:: ABOUT THIS TASK ::
Every line from the one with "they are appended." to the one with "pub fn append_line(&self, text: impl", including those two, is to be copied exactly; all other lines of the entries below are left out.

Stored data:

--- START ---

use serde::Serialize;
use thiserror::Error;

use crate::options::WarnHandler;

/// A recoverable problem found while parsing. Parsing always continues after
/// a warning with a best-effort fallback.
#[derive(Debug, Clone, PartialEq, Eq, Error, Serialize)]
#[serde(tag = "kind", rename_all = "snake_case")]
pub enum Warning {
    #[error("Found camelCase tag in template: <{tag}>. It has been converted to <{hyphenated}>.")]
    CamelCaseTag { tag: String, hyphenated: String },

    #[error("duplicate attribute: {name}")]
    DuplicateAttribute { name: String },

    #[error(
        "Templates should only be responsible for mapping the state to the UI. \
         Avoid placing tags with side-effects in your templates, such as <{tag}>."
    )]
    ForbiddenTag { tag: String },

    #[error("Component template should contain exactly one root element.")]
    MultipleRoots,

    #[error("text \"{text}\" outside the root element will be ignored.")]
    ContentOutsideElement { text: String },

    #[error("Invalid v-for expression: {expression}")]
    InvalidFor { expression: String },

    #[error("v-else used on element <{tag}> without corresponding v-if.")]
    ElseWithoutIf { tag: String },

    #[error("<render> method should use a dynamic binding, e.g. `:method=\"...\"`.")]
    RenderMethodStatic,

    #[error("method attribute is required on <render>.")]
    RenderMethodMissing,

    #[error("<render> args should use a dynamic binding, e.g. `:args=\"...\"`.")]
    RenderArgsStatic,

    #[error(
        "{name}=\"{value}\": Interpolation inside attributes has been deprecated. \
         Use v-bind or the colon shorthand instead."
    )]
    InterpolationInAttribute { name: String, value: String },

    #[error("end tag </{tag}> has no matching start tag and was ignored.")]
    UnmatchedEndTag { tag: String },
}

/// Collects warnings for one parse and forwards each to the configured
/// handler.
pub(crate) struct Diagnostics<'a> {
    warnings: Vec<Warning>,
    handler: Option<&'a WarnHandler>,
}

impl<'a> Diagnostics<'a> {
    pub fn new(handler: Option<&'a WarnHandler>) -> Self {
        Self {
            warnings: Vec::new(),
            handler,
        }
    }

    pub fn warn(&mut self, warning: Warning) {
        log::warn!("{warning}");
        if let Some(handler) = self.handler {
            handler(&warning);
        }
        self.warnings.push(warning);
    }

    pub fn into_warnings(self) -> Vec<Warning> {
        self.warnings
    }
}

--- END ---
--- START ---

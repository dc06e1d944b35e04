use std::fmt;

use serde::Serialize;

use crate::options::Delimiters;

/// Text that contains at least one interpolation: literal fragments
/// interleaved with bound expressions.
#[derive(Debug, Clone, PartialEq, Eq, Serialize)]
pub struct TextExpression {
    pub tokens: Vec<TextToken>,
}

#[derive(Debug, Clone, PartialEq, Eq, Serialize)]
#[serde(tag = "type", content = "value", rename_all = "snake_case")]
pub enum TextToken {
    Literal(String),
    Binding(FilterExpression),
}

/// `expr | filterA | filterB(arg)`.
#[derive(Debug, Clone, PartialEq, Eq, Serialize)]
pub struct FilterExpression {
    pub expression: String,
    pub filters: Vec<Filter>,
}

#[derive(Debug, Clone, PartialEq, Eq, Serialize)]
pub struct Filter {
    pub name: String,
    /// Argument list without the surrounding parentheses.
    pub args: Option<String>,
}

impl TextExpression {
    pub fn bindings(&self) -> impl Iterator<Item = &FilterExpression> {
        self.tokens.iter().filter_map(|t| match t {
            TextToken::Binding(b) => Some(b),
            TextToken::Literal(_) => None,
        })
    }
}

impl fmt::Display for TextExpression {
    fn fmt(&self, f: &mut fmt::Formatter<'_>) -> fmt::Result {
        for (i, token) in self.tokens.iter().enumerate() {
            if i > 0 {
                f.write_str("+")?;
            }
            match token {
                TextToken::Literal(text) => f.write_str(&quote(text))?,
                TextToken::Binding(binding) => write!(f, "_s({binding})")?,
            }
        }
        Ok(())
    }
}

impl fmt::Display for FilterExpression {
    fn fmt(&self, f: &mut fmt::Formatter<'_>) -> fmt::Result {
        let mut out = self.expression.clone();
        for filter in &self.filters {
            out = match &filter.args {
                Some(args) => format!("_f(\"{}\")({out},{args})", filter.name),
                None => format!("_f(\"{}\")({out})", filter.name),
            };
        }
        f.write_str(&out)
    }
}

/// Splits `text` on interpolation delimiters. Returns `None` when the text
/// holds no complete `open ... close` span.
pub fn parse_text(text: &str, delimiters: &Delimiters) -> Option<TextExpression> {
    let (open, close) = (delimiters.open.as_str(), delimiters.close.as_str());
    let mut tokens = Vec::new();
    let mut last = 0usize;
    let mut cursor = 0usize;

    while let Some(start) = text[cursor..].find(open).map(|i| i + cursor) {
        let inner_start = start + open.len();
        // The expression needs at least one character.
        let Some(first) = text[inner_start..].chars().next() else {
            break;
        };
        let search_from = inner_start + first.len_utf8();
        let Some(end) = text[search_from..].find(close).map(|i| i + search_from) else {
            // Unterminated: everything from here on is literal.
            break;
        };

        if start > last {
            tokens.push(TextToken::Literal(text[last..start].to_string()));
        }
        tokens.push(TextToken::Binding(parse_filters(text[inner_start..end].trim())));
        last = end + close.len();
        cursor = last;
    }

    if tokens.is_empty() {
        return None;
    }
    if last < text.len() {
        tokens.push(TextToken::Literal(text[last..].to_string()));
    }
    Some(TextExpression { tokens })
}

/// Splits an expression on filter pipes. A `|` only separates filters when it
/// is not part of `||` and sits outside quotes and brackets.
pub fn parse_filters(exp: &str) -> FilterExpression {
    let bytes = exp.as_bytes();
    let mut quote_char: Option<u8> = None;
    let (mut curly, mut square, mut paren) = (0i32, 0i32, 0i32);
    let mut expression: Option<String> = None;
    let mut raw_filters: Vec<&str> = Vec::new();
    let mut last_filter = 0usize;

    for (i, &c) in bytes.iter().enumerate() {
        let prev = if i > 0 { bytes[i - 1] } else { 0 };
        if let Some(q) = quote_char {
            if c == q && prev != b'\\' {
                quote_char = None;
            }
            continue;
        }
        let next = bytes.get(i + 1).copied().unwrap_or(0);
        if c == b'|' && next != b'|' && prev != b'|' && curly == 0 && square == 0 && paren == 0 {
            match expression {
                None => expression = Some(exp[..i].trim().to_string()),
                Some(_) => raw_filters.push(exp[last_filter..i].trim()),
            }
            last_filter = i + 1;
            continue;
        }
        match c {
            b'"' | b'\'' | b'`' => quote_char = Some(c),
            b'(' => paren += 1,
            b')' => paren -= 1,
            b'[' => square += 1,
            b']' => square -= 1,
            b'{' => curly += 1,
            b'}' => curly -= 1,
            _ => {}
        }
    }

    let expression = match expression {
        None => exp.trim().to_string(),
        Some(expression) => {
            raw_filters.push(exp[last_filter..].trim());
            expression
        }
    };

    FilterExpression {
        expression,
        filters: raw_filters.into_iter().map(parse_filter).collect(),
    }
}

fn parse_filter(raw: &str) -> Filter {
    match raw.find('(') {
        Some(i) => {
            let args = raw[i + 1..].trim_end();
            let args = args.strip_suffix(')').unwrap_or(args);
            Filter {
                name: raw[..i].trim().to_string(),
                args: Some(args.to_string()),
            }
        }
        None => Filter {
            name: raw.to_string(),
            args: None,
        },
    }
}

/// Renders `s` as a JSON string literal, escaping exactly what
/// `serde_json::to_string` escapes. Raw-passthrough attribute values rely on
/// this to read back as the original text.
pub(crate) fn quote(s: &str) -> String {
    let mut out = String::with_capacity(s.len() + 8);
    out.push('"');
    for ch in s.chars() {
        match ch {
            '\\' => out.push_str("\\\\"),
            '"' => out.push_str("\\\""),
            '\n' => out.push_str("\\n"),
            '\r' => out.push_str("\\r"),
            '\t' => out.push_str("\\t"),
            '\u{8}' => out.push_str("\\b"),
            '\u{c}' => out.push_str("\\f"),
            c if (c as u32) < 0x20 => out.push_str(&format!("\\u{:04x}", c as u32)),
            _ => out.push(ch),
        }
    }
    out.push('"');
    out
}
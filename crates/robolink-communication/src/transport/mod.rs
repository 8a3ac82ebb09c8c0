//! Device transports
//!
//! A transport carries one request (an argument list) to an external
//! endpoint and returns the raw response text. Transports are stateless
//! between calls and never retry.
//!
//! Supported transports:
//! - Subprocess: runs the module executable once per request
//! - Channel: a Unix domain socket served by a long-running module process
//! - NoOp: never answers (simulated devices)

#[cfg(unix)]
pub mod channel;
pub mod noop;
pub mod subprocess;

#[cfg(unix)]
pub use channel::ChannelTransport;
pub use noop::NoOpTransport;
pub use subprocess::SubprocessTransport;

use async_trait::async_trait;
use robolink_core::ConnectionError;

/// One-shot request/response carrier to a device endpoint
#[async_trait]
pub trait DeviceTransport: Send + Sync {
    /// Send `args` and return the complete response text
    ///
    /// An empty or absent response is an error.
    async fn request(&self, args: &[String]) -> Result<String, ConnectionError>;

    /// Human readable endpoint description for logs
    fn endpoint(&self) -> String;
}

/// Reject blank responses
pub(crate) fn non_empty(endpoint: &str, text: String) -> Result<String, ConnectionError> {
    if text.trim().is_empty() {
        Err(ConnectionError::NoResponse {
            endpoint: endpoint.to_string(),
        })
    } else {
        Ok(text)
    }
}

--- END ---
--- START ---

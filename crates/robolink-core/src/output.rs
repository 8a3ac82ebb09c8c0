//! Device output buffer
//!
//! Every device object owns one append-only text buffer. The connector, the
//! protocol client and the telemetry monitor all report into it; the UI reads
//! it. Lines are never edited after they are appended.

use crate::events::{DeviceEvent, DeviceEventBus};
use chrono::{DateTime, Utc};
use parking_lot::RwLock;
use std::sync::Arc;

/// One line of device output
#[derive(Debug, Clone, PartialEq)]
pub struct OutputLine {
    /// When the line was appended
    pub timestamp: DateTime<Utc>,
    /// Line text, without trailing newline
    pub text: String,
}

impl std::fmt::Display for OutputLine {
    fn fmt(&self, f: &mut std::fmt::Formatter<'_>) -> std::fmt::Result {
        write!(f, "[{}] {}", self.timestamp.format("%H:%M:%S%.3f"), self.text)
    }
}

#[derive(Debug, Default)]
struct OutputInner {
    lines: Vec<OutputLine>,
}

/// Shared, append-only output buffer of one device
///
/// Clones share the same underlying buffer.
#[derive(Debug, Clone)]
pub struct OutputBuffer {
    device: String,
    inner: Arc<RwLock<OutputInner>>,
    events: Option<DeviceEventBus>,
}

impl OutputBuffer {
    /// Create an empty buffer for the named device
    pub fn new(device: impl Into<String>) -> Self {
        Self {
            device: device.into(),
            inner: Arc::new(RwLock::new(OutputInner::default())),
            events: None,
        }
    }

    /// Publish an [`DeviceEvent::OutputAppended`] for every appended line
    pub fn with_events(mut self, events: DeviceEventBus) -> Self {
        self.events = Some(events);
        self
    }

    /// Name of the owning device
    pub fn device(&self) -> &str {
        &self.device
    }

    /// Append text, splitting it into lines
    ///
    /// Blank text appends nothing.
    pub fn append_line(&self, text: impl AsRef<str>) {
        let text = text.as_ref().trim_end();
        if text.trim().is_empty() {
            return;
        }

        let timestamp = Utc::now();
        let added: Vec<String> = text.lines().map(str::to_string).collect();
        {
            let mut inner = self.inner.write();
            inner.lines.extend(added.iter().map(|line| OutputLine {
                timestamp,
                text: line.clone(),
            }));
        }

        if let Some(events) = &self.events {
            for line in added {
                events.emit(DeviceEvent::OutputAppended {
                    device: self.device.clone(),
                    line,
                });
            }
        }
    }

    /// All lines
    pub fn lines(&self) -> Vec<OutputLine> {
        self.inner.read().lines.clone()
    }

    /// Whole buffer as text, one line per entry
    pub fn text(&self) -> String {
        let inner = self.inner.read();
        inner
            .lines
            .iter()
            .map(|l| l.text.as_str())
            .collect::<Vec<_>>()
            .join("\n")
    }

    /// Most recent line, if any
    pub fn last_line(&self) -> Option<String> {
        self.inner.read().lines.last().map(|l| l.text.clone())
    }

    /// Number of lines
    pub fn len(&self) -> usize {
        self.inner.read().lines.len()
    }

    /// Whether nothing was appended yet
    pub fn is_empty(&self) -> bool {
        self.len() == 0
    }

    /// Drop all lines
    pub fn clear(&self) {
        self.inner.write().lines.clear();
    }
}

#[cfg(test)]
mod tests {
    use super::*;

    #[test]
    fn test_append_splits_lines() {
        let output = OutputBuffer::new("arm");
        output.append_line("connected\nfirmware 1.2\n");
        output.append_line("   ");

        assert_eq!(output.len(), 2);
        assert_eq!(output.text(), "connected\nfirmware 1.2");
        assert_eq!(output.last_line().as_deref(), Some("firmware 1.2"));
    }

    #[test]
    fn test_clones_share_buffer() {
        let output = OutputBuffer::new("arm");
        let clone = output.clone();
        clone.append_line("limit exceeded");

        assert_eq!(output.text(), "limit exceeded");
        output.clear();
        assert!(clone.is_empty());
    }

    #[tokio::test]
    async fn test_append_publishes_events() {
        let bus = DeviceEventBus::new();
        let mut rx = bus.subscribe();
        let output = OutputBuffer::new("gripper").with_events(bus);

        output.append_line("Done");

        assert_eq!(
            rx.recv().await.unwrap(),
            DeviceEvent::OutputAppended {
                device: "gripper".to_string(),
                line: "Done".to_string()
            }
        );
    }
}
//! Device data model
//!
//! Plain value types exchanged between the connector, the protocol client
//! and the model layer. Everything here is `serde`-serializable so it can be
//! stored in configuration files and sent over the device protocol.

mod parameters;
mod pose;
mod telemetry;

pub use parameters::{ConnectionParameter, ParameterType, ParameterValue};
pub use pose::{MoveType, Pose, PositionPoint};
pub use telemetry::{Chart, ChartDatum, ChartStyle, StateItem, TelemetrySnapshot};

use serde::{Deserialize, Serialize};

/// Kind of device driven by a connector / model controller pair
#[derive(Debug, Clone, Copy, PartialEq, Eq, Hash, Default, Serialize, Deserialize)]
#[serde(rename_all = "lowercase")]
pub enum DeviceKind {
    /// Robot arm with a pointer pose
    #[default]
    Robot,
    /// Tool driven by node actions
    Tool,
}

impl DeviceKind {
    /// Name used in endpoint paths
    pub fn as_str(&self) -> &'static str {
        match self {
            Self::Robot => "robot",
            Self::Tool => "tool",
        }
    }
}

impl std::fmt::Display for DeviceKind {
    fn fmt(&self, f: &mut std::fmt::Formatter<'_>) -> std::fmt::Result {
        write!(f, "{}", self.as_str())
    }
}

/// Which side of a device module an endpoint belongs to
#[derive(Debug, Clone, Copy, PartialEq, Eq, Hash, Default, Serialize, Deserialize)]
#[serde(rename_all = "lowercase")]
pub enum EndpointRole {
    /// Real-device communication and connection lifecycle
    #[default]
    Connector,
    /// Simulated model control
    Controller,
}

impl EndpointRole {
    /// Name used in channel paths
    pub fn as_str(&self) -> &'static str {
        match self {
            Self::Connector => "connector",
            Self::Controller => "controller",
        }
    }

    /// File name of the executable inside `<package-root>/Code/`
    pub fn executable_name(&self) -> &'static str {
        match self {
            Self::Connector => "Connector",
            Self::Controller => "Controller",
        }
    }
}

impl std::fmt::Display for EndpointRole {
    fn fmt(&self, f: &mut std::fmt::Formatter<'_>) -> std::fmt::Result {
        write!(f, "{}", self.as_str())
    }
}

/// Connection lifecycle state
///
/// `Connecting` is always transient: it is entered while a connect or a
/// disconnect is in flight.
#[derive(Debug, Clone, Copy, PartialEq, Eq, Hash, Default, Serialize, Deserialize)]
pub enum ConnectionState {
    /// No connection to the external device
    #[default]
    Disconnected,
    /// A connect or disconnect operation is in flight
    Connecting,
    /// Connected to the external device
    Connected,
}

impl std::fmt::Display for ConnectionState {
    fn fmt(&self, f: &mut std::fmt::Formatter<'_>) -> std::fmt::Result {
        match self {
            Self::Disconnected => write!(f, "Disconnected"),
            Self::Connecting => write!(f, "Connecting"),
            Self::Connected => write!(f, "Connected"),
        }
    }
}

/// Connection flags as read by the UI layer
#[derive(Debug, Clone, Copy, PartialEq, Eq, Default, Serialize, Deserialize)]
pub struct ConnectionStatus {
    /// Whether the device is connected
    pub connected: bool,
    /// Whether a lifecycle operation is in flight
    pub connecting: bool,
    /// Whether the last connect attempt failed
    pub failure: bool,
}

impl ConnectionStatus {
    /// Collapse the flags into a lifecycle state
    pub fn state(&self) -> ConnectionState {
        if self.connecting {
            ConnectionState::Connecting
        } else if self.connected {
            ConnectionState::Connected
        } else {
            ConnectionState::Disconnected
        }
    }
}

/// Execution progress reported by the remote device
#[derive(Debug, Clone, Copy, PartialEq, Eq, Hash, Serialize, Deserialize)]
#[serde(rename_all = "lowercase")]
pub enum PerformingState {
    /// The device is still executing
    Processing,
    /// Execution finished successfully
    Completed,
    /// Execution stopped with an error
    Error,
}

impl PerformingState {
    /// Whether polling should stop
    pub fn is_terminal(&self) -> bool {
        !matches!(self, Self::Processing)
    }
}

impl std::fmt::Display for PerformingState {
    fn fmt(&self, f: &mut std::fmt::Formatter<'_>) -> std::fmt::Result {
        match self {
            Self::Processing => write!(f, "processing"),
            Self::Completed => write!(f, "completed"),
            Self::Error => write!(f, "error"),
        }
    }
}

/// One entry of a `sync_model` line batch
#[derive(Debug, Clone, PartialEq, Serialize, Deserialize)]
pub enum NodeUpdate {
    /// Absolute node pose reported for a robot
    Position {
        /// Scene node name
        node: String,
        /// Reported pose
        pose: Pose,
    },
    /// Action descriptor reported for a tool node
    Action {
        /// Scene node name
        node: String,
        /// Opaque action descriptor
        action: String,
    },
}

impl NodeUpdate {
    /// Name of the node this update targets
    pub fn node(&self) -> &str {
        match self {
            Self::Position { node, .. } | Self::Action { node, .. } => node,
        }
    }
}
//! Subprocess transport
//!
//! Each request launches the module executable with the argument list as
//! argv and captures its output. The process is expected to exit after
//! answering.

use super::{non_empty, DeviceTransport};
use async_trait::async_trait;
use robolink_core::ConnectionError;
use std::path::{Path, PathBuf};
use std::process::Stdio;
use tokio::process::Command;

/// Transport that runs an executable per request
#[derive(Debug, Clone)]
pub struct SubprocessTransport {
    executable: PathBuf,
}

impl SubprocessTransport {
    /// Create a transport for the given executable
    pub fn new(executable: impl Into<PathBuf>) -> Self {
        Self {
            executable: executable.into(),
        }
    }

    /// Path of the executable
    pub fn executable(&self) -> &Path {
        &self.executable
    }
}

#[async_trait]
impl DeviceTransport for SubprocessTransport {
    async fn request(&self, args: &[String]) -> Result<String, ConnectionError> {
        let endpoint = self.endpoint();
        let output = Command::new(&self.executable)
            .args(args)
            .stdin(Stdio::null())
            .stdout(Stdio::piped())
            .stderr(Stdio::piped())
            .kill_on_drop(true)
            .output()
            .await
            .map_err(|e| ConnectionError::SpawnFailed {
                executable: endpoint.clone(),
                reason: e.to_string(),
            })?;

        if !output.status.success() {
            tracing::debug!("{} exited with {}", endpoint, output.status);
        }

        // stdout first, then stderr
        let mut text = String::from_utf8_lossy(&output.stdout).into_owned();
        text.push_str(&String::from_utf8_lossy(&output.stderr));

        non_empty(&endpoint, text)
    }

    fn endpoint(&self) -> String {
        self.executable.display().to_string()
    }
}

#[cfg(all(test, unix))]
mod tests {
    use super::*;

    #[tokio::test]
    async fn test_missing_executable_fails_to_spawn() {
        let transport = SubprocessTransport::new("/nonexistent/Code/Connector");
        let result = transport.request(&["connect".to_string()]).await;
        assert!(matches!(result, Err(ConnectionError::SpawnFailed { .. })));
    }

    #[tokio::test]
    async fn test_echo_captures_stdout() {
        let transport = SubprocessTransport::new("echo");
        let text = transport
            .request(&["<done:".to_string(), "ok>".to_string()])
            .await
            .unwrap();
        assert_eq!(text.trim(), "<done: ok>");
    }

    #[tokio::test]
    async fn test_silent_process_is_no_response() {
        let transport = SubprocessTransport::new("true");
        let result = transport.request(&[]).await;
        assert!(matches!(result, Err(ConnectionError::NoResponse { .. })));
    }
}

--- END ---

:: TASK SOLUTION ::
//! it. Lines are never edited after they are appended.

use crate::events::{DeviceEvent, DeviceEventBus};
use chrono::{DateTime, Utc};
use parking_lot::RwLock;
use std::sync::Arc;

/// One line of device output
#[derive(Debug, Clone, PartialEq)]
pub struct OutputLine {
    /// When the line was appended
    pub timestamp: DateTime<Utc>,
    /// Line text, without trailing newline
    pub text: String,
}

impl std::fmt::Display for OutputLine {
    fn fmt(&self, f: &mut std::fmt::Formatter<'_>) -> std::fmt::Result {
        write!(f, "[{}] {}", self.timestamp.format("%H:%M:%S%.3f"), self.text)
    }
}

#[derive(Debug, Default)]
struct OutputInner {
    lines: Vec<OutputLine>,
}

/// Shared, append-only output buffer of one device
///
/// Clones share the same underlying buffer.
#[derive(Debug, Clone)]
pub struct OutputBuffer {
    device: String,
    inner: Arc<RwLock<OutputInner>>,
    events: Option<DeviceEventBus>,
}

impl OutputBuffer {
    /// Create an empty buffer for the named device
    pub fn new(device: impl Into<String>) -> Self {
        Self {
            device: device.into(),
            inner: Arc::new(RwLock::new(OutputInner::default())),
            events: None,
        }
    }

    /// Publish an [`DeviceEvent::OutputAppended`] for every appended line
    pub fn with_events(mut self, events: DeviceEventBus) -> Self {
        self.events = Some(events);
        self
    }

    /// Name of the owning device
    pub fn device(&self) -> &str {
        &self.device
    }

    /// Append text, splitting it into lines
    ///
    /// Blank text appends nothing.
    pub fn append_line(&self, text: impl AsRef<str>) {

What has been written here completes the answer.